▶ **Exercise description**
The output should be all lines of the entries below in which the word "destination" occurs.

▶ **Extracted records**
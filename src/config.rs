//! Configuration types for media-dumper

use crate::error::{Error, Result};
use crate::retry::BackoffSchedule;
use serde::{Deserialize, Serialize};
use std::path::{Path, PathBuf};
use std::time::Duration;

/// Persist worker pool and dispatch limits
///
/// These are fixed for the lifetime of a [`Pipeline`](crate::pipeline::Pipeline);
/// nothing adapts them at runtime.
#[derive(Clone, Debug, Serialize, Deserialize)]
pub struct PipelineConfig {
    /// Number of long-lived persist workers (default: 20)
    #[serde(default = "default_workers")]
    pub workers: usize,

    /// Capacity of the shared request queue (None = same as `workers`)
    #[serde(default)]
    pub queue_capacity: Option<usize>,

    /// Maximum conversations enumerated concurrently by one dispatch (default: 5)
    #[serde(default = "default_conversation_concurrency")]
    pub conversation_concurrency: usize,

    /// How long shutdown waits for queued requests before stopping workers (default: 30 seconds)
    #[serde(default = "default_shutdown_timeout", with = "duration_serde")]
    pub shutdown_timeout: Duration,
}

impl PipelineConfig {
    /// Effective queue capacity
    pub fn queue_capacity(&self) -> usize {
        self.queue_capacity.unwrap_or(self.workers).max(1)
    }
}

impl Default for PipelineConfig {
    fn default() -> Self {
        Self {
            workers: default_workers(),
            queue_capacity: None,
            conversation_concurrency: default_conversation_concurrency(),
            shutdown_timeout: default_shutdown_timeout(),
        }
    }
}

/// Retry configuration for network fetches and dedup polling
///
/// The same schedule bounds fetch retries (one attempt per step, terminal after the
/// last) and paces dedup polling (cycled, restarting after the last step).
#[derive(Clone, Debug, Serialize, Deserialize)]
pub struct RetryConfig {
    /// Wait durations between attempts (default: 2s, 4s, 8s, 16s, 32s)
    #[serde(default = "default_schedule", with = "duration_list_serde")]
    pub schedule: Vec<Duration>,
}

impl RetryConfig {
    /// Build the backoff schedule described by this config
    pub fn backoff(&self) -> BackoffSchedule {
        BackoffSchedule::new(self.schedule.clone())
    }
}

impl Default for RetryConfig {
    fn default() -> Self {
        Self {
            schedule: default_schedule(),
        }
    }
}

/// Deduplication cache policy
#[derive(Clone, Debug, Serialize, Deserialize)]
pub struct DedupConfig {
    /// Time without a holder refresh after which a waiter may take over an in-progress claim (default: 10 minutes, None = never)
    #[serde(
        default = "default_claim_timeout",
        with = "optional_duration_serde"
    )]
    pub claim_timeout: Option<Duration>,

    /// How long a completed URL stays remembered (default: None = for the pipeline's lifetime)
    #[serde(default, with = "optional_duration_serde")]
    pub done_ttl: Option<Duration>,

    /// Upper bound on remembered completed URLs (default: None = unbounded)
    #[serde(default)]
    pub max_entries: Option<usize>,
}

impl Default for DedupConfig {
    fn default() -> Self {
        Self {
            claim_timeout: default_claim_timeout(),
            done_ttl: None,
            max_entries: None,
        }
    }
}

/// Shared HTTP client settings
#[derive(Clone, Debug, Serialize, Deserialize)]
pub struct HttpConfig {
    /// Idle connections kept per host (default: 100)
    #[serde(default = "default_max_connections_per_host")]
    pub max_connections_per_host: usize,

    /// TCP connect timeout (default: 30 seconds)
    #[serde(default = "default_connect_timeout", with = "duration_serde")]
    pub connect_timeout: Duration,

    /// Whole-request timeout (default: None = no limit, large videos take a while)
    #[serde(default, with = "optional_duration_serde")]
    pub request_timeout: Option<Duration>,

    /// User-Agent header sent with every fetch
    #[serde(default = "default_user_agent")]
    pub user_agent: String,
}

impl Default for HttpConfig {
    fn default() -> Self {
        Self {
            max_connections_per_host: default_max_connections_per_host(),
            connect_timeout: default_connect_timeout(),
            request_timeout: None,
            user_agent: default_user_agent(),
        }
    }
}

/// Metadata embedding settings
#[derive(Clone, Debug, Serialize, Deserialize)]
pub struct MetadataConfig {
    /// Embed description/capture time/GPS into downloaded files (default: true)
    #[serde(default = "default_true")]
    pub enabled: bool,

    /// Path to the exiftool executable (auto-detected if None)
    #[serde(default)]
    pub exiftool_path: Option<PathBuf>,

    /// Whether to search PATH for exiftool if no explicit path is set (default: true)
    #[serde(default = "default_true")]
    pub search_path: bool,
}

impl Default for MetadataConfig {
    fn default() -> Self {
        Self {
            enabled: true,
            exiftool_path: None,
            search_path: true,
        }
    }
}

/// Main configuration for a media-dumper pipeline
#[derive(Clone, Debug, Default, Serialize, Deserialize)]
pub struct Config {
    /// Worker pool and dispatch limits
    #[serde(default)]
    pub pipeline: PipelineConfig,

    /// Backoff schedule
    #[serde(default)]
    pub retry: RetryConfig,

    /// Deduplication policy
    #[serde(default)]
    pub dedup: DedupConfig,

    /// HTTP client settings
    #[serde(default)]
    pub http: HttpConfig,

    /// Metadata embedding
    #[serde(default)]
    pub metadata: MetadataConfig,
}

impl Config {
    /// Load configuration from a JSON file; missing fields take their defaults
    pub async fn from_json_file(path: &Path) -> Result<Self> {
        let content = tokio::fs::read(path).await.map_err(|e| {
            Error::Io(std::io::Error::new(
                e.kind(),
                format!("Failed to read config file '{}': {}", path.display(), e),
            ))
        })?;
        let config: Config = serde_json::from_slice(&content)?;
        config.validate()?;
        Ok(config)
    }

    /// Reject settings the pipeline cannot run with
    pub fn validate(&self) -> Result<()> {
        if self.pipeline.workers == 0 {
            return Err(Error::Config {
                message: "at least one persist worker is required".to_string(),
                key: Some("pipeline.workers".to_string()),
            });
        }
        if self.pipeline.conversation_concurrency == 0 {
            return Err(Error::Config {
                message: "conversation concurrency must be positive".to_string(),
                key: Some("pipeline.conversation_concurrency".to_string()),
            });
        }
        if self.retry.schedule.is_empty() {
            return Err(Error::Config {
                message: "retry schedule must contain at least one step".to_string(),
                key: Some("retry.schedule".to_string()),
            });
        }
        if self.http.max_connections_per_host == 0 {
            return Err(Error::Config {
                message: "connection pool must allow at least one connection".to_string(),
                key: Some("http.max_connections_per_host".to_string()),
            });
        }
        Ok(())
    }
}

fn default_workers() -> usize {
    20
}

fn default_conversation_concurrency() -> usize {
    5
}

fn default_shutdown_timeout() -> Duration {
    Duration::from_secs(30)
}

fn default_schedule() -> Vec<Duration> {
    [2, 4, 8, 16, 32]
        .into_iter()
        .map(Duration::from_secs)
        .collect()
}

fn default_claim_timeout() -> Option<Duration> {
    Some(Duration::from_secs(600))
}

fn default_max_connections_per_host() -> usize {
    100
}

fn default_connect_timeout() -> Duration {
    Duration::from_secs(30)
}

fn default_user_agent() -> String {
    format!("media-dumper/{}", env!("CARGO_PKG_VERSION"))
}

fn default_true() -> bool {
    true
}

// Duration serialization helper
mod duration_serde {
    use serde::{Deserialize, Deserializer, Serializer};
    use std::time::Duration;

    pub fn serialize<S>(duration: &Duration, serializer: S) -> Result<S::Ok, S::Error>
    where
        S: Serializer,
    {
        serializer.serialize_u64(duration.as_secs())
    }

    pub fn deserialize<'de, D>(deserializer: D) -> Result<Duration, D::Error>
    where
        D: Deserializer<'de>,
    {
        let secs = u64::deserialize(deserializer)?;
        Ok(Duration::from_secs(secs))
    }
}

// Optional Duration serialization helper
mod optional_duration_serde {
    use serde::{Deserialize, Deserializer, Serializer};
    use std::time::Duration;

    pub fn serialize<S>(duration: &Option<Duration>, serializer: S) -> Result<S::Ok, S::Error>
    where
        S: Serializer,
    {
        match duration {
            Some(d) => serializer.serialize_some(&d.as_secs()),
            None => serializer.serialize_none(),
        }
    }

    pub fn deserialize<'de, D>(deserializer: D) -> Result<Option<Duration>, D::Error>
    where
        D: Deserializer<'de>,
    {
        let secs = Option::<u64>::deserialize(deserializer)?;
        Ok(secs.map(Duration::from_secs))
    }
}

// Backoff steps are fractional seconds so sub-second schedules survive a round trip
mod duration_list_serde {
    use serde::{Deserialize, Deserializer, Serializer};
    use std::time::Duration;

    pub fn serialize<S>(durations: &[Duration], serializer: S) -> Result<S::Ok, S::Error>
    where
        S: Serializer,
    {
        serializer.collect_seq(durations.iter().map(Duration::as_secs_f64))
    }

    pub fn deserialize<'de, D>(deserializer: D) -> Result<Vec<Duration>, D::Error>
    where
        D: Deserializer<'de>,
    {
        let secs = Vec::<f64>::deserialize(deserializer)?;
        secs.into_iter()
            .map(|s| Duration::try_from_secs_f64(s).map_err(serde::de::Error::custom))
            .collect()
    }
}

--

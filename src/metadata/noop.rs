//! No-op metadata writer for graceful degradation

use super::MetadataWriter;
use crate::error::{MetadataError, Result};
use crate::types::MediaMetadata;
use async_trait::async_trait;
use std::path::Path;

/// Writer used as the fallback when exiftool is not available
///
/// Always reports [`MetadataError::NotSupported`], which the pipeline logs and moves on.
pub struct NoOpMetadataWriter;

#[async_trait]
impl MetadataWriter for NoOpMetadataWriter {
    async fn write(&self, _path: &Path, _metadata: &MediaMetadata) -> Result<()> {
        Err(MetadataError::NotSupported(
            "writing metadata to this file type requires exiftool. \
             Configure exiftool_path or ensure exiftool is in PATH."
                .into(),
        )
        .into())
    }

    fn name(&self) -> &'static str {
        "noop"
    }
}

...

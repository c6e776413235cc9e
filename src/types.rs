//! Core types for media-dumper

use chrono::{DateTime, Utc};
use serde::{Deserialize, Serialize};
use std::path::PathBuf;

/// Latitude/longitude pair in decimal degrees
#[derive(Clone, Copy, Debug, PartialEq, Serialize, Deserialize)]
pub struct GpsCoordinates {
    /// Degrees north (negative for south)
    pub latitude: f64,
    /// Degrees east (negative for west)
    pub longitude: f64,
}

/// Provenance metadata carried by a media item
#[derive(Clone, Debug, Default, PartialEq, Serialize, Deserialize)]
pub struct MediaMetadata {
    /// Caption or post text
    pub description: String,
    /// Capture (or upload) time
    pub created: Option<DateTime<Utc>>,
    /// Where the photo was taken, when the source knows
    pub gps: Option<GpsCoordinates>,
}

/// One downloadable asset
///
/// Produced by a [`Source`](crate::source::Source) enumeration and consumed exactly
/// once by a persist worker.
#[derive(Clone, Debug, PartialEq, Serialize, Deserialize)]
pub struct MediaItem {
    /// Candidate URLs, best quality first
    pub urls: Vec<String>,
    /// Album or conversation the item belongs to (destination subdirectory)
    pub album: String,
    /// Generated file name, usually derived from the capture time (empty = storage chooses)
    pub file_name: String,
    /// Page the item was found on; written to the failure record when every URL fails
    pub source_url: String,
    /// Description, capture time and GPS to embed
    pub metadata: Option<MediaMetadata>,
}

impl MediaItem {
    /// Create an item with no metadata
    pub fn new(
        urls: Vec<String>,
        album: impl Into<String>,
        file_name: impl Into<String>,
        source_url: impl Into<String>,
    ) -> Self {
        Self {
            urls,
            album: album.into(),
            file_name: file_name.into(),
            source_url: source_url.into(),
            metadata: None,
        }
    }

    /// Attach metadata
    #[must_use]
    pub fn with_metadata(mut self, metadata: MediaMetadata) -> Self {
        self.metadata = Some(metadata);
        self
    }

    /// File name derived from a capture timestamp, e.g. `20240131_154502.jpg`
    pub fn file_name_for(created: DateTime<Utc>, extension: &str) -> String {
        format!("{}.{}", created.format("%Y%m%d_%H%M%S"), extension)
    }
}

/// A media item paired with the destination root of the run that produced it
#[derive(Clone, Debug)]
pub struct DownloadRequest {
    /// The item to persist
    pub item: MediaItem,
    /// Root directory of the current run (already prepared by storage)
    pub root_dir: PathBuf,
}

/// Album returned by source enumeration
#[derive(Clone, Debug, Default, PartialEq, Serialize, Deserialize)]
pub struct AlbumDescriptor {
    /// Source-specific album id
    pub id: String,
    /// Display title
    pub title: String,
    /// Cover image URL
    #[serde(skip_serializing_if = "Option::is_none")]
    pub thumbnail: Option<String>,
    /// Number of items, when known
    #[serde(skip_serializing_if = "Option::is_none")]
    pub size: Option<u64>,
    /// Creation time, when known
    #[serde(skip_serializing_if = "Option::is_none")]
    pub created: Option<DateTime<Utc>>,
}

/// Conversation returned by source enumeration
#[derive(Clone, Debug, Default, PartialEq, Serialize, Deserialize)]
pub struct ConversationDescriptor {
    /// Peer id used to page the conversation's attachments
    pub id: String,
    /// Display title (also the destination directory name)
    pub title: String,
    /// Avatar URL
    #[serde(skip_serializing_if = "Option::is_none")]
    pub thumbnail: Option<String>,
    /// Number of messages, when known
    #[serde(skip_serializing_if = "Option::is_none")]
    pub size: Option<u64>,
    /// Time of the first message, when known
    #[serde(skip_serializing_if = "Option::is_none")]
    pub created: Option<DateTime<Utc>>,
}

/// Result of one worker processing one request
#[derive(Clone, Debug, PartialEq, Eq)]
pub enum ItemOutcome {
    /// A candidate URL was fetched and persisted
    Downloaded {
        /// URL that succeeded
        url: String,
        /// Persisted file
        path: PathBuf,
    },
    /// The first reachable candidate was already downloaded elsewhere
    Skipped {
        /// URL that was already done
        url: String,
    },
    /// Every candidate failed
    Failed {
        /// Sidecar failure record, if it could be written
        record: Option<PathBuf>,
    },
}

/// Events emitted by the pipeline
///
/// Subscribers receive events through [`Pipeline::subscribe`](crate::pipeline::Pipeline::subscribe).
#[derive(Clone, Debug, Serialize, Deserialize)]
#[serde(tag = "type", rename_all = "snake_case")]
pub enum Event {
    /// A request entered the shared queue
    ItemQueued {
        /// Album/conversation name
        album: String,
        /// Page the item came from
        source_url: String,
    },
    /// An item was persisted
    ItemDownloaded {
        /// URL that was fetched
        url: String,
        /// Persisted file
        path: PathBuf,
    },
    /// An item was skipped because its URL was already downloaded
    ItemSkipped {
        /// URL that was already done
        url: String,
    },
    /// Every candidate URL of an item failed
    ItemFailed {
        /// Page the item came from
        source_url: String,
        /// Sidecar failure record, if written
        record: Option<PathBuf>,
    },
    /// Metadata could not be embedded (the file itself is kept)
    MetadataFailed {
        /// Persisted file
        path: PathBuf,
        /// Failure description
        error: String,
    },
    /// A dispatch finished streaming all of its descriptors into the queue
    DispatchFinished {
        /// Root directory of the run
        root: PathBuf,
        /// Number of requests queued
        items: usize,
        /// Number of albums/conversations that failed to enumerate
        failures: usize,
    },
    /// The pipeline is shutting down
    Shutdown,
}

▶ **Response**
    /// Album or conversation the item belongs to (destination subdirectory)
/// A media item paired with the destination root of the run that produced it
    /// Display title (also the destination directory name)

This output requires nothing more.